Aspen Data Migration

There were approximately 18 years’ worth of data in the legacy Aspen system amounting to billions of events.  As may be expected in legacy systems the data was not ‘clean’ and there were some challenges for example:

  • In some cases, the tags seemed to have changed from an analogue to digital in the past
  • in other cases the data archive had a period of corruption that couldn’t be read

A reliable migration and validation process was needed to prove the data had all successfully migrated.

A data migration plan was drafted describing a process of configuring a Matrikon OPC server on the Aspen system, and an OSIsoft OPC interface to read the data into a TEST PI System.

Then extracting a sample dataset from Aspen to file and running a validation tool over the file comparing it with the Pi System to show that the interface migration had succeeded.

And then migrating the full data history in batches, with process to both monitor and report issues (such as described above) and validate the data as it migrated.

PI System Configuration

The PI Asset Framework is a powerful tool because it allows a logical, hierarchical structure to be defined that combines data from many sources with calculations or static data.  This is a great way to abstract any complexity from the consumers of the data and to implement data structure standards.

There were approximately 20 asset types that had consistent, similar attributes accounting for about 70% of the total tags.  A hierarchical data model was developed in AF for each of them so that the powerful features of AF templates and PI Vision could be leveraged.

Having established an AF structure, PI Vision Collections provided a powerful tool for operators to easily construct a ‘thumbnail’ view of critical asset information for each of the assets; and review that data in and filterable display.

PI System Training

One of the final project stages was the user training.  GTS was very keen that users were empowered by the system to access and benefits form the data available through the ODS so a training plan was prepared in consultation with Melbourne Water change managers to identify:

  • Typical uses of the data
  • Topics that would be required to support those uses
  • Complete list of users for each use case (and therefore the training they would need
  • And a program of training courses that would efficiently cover the requirements

The style of training GTS finds most effective references user guides but focusses on hands-on, workshop style of delivery allowing each participant to learn to use the tools while building something with their own data, that directly applies to their personal needs.

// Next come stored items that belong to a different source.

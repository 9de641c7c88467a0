//! Time source abstraction for staleness checks.

use chrono::Utc;
use std::sync::atomic::{AtomicI64, Ordering};

/// Millisecond-resolution time source.
///
/// The offline store reads the clock for every staleness comparison and
/// entry write, so tests can substitute a controlled clock.
pub trait Clock: Send + Sync + 'static {
  /// Current time as epoch milliseconds.
  fn now_millis(&self) -> i64;
}

/// Wall-clock time for production use.
#[derive(Debug, Clone, Copy, Default)]
pub struct SystemClock;

impl Clock for SystemClock {
  fn now_millis(&self) -> i64 {
    Utc::now().timestamp_millis()
  }
}

/// Manually driven clock for tests and simulations.
#[derive(Debug, Default)]
pub struct ManualClock {
  millis: AtomicI64,
}

impl ManualClock {
  pub fn new(millis: i64) -> Self {
    Self {
      millis: AtomicI64::new(millis),
    }
  }

  pub fn set_millis(&self, millis: i64) {
    self.millis.store(millis, Ordering::SeqCst);
  }

  pub fn advance(&self, duration: std::time::Duration) {
    self
      .millis
      .fetch_add(duration.as_millis() as i64, Ordering::SeqCst);
  }
}

impl Clock for ManualClock {
  fn now_millis(&self) -> i64 {
    self.millis.load(Ordering::SeqCst)
  }
}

Training was delivered over a two-week period to all of the ETP users comprising:

  • A basic introduction to users would occasionally view but not construct dashboards
  • PI Vision and PI DataLink training to users who would routinely explore and use the ODS data for day to day business functions
  • PI Asset Framework training for advanced users who may want to develop or modify the PI AF structure or configure analyses

Project Outcomes & Benefits

  • The project delivered a better data repository not just because the legacy Aspen system suffered intermittent failures and poor data granularity, but also because users would have access to the advanced features of the PI System.
  • Additionally, a high-maintenance and unreliable Aspen system was able to be decommissioned saving substantial administrative and maintenance costs.
  • A single source of truth for operational data
  • Placing analysis in the hands of users
  • Complex reporting tasks automated
Andrew Todd
Andrew Todd

Chief Executive Officer

Adding the Eastern Treatment Plant into the Operational Data Store (ODS) took the next step in consolidating time series data across the enterprise into a single source of truth.